If the company in fact turns out to be profitable (which most companies do not!) the capitalist can end up earning more than their employees, because they took on all of the risk. Those who complain that workers don’t get paid enough of a company’s profits ought to also agree that those same workers should be jointly liable for the potentially huge costs if the company goes bankrupt. Any takers? Didn’t think so.
Michel Foucault said that Marxism exists in 19th century thought like a fish in water: that is, it is unable to breathe anywhere else. This is partly because Marx’s theory of exploitation is rooted firmly in this historical period in Britain, where there was obviously a serious oversupply of workers relative to the emerging opportunities to work in factories. In these circumstances, employers could indeed exploit workers by only offering them lousy working conditions, because there were hardly any alternatives.

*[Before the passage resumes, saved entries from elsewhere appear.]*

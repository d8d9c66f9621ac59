use gdbmi_types::{
    BreakpointChange, BreakpointId, CommandToken, Frame, ResultClass, ResultRecord,
};
use std::collections::BTreeMap;
use tokio::sync::oneshot;

/// Invoked with the stop frame once the exec command that registered it
/// stops.
pub type ExecCallback = Box<dyn FnOnce(Frame) + Send>;

#[derive(Debug, Clone, Copy, PartialEq, Eq)]
pub enum CommandState {
    Sent,
    Done,
    Running,
    Error,
}

impl CommandState {
    fn from_class(class: ResultClass) -> Self {
        match class {
            ResultClass::Done | ResultClass::Connected | ResultClass::Exit => CommandState::Done,
            ResultClass::Running => CommandState::Running,
            ResultClass::Error => CommandState::Error,
        }
    }
}

/// Store bookkeeping to run once a command succeeds.
#[derive(Debug, Clone, PartialEq, Eq)]
pub(crate) enum Followup {
    DeleteBreakpoint(BreakpointId),
    ChangeBreakpoint(BreakpointId, BreakpointChange),
    /// One watch expression evaluated at a stop; `last` marks the final one
    /// of the batch, after which the collected values are shown.
    Display {
        expr: String,
        frame: Frame,
        last: bool,
    },
}

pub struct Command {
    pub token: CommandToken,
    pub text: String,
    pub state: CommandState,
    pub result: Option<ResultRecord>,
    pub(crate) followup: Option<Followup>,
    pub(crate) completion: Option<oneshot::Sender<ResultRecord>>,
    pub(crate) exec_callback: Option<ExecCallback>,
}

/// What the dispatcher must act on after a result arrives.
pub(crate) struct Resolved {
    pub completion: Option<oneshot::Sender<ResultRecord>>,
    pub followup: Option<Followup>,
}

/// Pending commands keyed by token.
///
/// Tokens increase strictly for the table's lifetime. An entry lives until
/// its result arrives, or past that while an exec callback still waits for
/// a stop.
#[derive(Default)]
pub struct CommandTable {
    last: CommandToken,
    pending: BTreeMap<CommandToken, Command>,
}

impl CommandTable {
    pub fn new() -> Self {
        Self::default()
    }

    /// Allocate the next token and record `text` under it.
    pub fn allocate(&mut self, text: &str) -> &mut Command {
        self.last = self.last.next();
        let token = self.last;
        self.pending.entry(token).or_insert(Command {
            token,
            text: text.to_string(),
            state: CommandState::Sent,
            result: None,
            followup: None,
            completion: None,
            exec_callback: None,
        })
    }

    pub fn last_token(&self) -> CommandToken {
        self.last
    }

    pub fn get(&self, token: CommandToken) -> Option<&Command> {
        self.pending.get(&token)
    }

    pub fn remove(&mut self, token: CommandToken) -> Option<Command> {
        self.pending.remove(&token)
    }

    pub fn len(&self) -> usize {
        self.pending.len()
    }

    pub fn is_empty(&self) -> bool {
        self.pending.is_empty()
    }

    /// Record `record` as the result of `token`; `None` if no such command
    /// is pending.
    pub(crate) fn resolve(
        &mut self,
        token: CommandToken,
        record: &ResultRecord,
    ) -> Option<Resolved> {
        let command = self.pending.get_mut(&token)?;
        command.state = CommandState::from_class(record.class);
        command.result = Some(record.clone());

        if command.state == CommandState::Error {
            // an exec command that failed never stops
            command.exec_callback = None;
        }

        let resolved = Resolved {
            completion: command.completion.take(),
            followup: command.followup.take(),
        };
        if command.exec_callback.is_none() {
            self.pending.remove(&token);
        }
        Some(resolved)
    }

    pub(crate) fn take_exec_callback(&mut self, token: CommandToken) -> Option<ExecCallback> {
        let command = self.pending.get_mut(&token)?;
        let callback = command.exec_callback.take();
        if command.state != CommandState::Sent {
            self.pending.remove(&token);
        }
        callback
    }

    /// Discard every waiting exec callback, pruning entries whose result
    /// already arrived. Returns how many were discarded.
    pub(crate) fn drop_exec_callbacks(&mut self) -> usize {
        let mut dropped = 0;
        for command in self.pending.values_mut() {
            if command.exec_callback.take().is_some() {
                dropped += 1;
            }
        }
        self.pending.retain(|_, c| c.state == CommandState::Sent);
        dropped
    }

    /// The callback of the most recently sent exec command still waiting
    /// for a stop.
    pub(crate) fn take_latest_exec_callback(&mut self) -> Option<ExecCallback> {
        let token = self
            .pending
            .values()
            .rev()
            .find(|c| c.exec_callback.is_some())
            .map(|c| c.token)?;
        self.take_exec_callback(token)
    }
}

But this type of exploitation is obviously not necessarily universal across all times and contexts. The Marxist attempt to derive a form of exploitation fundamentally intrinsic to capitalism is simply incoherent.
At one point Razer even acknowledges that the Marxist ‘labour theory of value,’ underpinning its notion of exploitation, is ‘one highly problematized idea.’ She admits that—
[O]rthodox Marxists, and even people like me who approach Marx in a more artsy fartsy way, have difficulty letting the idea of the surplus provided by the worker go.
You can sense here the looming doubt in the back of Razer’s mind. She knows she hasn’t critically examined one of the theoretical lynchpins of her whole ideology – but oh well – it does make for a good story.
The second big Marxist claim Razer depends on is that capitalism is doomed to collapse because of the tendency of the rate of profit to fall. This theory claims that the profit made by capitalists is derived exclusively from human labour, and therefore, as more machine automation is adopted, less human labour is needed, and so less profit can be made. This eventually means that capitalists’ profits shrink to zero, and the economy collapses.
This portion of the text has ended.